• **What you are asked to do**
Repeat, please, only the lines from the top of the data down to the line with "use std::path::Path;"; include both of those lines.

-------- Working data

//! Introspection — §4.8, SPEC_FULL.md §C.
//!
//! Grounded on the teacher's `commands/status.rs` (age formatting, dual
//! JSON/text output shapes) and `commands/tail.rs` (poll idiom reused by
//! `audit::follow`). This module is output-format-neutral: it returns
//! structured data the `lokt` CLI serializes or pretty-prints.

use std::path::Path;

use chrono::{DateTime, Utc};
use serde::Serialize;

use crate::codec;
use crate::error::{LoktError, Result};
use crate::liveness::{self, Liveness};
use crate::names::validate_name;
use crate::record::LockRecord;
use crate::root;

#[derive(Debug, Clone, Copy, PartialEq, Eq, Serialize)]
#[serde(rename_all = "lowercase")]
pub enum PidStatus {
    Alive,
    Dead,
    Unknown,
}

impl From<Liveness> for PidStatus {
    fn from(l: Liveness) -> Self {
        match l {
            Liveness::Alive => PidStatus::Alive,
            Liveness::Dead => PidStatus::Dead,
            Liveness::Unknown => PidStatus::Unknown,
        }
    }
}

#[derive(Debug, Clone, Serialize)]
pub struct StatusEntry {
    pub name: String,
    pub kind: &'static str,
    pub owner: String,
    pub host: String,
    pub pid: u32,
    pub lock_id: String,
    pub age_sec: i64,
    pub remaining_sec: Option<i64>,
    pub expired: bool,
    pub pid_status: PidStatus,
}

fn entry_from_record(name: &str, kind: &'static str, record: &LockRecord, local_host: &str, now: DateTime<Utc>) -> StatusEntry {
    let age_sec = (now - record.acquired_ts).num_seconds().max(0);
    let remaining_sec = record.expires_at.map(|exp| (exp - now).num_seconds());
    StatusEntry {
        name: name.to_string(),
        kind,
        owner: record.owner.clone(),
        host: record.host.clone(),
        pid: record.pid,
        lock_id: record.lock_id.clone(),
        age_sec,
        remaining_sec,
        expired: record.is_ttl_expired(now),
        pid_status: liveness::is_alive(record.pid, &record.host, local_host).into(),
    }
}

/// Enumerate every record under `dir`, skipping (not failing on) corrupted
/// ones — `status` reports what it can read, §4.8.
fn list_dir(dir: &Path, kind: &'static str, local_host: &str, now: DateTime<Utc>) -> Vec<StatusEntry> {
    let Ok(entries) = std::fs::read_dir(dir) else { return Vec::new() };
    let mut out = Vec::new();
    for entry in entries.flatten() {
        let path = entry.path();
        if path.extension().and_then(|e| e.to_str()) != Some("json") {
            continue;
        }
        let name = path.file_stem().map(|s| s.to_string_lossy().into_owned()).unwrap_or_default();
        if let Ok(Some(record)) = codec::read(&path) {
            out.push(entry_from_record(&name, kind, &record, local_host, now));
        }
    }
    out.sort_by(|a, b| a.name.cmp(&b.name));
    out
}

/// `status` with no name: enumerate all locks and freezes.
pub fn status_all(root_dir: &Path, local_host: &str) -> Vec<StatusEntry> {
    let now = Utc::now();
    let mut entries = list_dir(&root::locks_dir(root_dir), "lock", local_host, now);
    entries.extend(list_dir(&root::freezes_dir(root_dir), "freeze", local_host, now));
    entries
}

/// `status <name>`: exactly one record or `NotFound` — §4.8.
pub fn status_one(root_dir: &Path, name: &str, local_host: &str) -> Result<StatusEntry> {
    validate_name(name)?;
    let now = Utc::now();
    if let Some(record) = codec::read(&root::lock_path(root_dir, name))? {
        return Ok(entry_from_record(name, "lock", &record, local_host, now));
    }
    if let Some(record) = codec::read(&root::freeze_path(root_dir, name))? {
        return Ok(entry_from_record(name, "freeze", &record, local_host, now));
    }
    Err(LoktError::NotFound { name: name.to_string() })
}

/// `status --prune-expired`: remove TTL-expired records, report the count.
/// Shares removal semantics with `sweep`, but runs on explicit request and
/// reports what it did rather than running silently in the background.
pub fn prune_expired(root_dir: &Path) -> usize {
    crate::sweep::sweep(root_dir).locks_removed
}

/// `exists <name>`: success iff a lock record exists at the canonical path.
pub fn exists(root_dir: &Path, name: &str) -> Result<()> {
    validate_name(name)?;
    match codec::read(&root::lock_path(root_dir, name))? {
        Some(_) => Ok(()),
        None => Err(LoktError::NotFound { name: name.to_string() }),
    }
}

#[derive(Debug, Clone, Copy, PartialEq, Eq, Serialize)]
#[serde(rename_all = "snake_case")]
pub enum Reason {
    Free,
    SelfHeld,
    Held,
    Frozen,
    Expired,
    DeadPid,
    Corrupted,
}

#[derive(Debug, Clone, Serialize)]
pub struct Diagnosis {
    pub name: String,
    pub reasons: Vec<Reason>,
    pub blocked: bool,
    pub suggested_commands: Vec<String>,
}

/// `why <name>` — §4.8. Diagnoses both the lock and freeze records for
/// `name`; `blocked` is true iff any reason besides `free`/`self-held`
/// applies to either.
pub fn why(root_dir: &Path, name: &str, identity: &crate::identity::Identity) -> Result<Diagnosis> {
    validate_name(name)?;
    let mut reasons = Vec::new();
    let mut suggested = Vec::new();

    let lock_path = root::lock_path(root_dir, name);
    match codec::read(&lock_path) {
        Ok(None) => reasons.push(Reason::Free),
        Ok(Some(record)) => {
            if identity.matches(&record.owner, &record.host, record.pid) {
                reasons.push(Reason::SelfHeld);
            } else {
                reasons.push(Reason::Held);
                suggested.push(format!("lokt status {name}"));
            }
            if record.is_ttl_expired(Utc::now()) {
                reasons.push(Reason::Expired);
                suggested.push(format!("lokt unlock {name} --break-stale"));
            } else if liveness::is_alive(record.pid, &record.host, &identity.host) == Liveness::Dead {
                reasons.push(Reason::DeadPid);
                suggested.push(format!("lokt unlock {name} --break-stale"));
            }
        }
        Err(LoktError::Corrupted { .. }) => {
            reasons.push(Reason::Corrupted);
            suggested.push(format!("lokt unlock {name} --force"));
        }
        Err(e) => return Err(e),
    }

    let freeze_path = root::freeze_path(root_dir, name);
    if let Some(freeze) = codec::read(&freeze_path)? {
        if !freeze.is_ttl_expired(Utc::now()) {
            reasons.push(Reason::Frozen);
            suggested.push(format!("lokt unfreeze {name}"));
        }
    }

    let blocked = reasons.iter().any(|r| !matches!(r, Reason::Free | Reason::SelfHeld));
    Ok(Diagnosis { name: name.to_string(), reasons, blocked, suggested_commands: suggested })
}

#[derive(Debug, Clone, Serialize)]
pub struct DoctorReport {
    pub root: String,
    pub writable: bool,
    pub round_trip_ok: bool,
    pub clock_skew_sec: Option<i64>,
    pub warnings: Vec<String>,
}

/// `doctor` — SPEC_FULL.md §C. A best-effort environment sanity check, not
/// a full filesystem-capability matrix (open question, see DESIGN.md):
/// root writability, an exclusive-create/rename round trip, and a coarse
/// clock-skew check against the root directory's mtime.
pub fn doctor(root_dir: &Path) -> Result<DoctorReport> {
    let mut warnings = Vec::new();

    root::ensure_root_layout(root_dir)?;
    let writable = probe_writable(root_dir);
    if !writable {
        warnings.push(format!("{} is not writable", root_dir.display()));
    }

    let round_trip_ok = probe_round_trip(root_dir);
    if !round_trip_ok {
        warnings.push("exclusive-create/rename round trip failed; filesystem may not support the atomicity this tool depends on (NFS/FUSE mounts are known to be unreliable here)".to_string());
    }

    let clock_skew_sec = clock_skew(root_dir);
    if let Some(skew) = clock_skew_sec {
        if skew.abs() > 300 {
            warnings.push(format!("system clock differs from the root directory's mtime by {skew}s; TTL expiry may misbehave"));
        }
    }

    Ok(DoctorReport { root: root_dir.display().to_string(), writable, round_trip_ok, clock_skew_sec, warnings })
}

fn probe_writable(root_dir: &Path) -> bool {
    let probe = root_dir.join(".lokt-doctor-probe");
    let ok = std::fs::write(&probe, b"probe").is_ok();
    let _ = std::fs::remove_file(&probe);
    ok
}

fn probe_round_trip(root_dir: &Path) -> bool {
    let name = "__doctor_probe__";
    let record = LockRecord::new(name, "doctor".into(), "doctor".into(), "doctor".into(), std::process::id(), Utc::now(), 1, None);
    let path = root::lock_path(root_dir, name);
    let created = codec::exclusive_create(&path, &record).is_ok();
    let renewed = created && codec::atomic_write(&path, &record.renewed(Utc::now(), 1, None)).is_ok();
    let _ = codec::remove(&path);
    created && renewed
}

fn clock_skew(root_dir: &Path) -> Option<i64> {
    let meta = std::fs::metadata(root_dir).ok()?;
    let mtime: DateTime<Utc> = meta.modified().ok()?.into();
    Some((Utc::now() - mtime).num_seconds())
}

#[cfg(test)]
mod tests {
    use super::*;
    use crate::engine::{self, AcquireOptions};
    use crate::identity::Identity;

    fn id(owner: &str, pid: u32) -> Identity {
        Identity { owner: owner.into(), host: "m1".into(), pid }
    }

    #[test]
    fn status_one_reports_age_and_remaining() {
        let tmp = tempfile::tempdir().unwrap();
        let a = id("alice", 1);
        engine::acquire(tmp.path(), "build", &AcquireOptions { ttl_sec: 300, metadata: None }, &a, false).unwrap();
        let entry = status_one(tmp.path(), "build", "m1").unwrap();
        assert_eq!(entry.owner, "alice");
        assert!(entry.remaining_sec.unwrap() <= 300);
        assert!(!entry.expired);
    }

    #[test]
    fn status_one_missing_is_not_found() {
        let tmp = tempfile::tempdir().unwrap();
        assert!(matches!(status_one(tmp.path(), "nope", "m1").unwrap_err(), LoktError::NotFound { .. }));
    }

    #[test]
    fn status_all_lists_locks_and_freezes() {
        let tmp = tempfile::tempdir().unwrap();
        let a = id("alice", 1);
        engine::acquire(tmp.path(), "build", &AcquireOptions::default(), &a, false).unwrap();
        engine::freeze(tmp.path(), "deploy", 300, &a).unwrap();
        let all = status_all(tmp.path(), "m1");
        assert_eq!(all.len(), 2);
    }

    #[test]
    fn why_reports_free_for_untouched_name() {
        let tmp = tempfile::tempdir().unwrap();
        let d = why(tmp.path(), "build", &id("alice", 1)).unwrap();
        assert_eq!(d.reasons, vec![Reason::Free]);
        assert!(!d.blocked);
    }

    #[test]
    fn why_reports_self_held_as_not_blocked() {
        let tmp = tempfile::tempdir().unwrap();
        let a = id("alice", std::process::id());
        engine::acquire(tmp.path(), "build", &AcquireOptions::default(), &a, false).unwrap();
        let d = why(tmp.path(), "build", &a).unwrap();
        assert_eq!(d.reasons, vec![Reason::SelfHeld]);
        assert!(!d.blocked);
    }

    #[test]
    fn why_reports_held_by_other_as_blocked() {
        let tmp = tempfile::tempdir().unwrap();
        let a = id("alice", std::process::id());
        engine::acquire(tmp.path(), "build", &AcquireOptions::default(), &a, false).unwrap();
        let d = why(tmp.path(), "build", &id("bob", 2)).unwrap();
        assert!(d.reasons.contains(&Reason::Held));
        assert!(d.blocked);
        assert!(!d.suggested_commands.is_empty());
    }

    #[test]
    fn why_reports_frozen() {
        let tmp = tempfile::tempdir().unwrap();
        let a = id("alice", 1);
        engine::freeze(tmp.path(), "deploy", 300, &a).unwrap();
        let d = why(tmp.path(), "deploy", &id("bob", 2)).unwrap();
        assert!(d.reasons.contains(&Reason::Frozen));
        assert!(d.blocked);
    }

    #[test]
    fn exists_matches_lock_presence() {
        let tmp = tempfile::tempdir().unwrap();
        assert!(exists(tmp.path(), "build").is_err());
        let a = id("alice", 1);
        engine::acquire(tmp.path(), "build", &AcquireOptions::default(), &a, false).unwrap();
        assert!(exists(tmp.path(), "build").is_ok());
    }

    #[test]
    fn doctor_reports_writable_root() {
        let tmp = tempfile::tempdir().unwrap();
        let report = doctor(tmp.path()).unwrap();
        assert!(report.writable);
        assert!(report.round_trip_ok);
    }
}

----------------

• **Task response**
//! Introspection — §4.8, SPEC_FULL.md §C.
//!
//! Grounded on the teacher's `commands/status.rs` (age formatting, dual
//! JSON/text output shapes) and `commands/tail.rs` (poll idiom reused by
//! `audit::follow`). This module is output-format-neutral: it returns
//! structured data the `lokt` CLI serializes or pretty-prints.

use std::path::Path;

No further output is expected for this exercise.